§ **Instructions to follow**: Find every line with the string "version" in the material below and copy it.
Records provided: Begin
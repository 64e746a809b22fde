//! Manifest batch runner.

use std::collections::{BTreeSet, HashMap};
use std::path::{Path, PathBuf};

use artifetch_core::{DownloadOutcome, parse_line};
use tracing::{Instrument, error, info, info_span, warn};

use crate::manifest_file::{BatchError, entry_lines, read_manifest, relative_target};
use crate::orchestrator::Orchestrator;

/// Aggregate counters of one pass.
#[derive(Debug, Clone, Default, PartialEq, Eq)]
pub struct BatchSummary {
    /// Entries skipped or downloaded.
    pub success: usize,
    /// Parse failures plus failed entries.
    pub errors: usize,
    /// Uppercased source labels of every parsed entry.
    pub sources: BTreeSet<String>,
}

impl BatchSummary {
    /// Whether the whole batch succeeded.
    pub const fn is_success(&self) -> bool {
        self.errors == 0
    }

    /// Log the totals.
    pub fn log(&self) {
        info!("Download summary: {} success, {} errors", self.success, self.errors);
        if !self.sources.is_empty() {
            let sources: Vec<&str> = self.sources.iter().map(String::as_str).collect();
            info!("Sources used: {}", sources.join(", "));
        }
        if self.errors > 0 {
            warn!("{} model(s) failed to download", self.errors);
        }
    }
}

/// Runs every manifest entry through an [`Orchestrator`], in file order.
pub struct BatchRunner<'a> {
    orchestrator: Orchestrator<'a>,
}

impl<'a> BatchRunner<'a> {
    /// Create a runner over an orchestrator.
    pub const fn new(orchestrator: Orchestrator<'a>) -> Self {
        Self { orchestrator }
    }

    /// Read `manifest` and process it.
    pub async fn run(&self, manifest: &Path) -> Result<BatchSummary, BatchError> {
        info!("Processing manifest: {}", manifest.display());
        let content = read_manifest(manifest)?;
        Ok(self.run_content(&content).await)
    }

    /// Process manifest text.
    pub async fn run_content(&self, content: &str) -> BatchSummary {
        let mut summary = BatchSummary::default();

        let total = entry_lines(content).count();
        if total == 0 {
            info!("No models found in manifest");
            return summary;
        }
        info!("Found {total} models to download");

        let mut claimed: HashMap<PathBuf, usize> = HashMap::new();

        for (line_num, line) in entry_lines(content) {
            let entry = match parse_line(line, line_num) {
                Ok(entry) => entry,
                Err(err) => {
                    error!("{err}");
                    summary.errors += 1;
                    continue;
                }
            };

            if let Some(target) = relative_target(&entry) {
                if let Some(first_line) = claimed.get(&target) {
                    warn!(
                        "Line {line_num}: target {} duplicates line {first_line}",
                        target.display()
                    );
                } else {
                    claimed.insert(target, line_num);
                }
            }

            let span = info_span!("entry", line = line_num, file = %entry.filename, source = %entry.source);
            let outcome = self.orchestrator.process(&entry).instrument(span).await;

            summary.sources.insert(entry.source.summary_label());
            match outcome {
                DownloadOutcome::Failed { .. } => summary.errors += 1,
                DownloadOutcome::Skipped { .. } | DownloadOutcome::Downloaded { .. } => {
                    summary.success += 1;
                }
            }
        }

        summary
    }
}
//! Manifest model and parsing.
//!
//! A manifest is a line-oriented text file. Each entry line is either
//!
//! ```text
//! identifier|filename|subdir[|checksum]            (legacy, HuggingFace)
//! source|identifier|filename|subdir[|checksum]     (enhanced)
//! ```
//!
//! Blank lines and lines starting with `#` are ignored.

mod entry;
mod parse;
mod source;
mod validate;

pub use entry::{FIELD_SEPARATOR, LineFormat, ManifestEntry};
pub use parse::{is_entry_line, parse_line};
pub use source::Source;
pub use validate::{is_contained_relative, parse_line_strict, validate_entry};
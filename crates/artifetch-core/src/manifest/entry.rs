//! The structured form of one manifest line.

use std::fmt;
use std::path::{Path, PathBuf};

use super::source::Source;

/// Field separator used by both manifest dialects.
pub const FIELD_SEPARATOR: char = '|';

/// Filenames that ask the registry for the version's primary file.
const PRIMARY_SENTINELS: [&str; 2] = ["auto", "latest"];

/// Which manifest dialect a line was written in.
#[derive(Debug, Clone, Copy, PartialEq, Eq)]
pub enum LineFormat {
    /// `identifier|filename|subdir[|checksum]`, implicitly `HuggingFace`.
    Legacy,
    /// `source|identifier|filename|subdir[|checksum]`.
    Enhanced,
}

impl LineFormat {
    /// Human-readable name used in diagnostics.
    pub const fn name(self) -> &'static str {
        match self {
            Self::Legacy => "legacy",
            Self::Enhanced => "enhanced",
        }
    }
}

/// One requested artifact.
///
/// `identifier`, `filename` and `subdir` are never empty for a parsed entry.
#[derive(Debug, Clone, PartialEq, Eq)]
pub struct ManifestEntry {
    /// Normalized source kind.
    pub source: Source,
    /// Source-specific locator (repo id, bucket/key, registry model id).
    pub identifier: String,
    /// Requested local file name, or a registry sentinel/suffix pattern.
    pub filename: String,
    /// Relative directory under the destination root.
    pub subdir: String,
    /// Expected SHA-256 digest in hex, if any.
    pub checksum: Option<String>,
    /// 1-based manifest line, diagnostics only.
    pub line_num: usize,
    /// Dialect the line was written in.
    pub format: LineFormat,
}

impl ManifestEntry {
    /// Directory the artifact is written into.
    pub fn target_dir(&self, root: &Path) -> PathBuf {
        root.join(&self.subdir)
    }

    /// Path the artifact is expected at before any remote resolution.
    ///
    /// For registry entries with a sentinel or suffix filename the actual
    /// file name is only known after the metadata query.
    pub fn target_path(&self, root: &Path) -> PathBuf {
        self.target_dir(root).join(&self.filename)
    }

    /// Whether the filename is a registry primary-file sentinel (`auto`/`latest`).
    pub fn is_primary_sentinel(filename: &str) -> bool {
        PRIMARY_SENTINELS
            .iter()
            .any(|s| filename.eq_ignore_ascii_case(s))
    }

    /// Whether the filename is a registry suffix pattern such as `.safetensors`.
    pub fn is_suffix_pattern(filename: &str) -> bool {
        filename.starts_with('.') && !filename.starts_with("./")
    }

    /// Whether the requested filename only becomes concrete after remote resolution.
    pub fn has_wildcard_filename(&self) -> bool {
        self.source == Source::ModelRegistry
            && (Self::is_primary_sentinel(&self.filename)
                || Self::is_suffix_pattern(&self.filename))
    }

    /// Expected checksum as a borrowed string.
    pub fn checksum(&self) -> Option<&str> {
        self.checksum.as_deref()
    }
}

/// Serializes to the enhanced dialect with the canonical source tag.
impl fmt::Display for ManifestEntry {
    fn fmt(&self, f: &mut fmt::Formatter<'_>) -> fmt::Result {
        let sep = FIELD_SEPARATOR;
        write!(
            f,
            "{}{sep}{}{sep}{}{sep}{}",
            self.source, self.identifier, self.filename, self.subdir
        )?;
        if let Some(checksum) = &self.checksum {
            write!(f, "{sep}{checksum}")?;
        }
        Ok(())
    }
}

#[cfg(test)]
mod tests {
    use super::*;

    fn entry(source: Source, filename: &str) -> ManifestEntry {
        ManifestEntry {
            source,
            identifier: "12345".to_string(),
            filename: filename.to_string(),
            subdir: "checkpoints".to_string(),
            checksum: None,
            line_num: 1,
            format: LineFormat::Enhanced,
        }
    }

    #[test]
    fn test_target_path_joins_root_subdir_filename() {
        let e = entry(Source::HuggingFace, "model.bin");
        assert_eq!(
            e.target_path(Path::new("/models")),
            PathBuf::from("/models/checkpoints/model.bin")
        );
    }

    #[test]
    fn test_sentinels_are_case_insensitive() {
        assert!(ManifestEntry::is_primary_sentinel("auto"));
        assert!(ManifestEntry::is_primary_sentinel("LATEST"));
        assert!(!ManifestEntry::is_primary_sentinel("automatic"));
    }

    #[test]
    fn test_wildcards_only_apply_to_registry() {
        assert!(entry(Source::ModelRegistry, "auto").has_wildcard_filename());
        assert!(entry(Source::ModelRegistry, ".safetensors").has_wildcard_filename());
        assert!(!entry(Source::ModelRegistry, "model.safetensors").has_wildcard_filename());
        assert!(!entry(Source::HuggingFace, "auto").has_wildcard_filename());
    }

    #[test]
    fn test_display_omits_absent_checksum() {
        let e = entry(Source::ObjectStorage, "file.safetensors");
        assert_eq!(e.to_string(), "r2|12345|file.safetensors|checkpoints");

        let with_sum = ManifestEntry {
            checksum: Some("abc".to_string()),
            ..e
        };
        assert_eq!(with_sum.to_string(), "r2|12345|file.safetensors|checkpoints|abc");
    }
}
Records provided: End
Records provided: Begin
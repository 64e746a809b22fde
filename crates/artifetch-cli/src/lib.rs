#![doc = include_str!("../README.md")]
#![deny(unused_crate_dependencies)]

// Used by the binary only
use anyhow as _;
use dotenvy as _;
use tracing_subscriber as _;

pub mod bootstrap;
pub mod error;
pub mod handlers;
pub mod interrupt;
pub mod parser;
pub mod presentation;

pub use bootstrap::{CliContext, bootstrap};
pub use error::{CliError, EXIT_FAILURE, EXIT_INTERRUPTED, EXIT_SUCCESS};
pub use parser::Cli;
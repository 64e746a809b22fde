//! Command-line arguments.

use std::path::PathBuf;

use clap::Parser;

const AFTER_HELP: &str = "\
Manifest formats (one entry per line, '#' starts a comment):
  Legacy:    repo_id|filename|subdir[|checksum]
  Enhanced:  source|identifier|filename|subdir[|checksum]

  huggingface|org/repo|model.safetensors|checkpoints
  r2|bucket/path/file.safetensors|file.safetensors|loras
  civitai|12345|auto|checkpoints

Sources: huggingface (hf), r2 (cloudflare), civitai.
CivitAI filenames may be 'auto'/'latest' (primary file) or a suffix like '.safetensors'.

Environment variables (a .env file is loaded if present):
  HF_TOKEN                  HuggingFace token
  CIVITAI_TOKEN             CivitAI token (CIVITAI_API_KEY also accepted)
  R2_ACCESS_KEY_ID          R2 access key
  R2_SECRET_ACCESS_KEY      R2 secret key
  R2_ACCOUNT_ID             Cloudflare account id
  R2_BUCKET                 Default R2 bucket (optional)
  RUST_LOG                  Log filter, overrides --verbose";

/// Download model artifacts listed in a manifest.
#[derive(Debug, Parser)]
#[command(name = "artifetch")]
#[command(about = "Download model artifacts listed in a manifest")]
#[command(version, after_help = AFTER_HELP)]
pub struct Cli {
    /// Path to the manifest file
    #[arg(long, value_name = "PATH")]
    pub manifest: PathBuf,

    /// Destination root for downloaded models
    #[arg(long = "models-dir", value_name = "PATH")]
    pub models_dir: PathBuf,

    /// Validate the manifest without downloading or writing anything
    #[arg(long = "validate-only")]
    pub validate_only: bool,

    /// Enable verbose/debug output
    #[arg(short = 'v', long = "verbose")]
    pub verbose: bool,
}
Records provided: End
§ **Answer space**:
/// Filenames that ask the registry for the version's primary file.
#[command(version, after_help = AFTER_HELP)]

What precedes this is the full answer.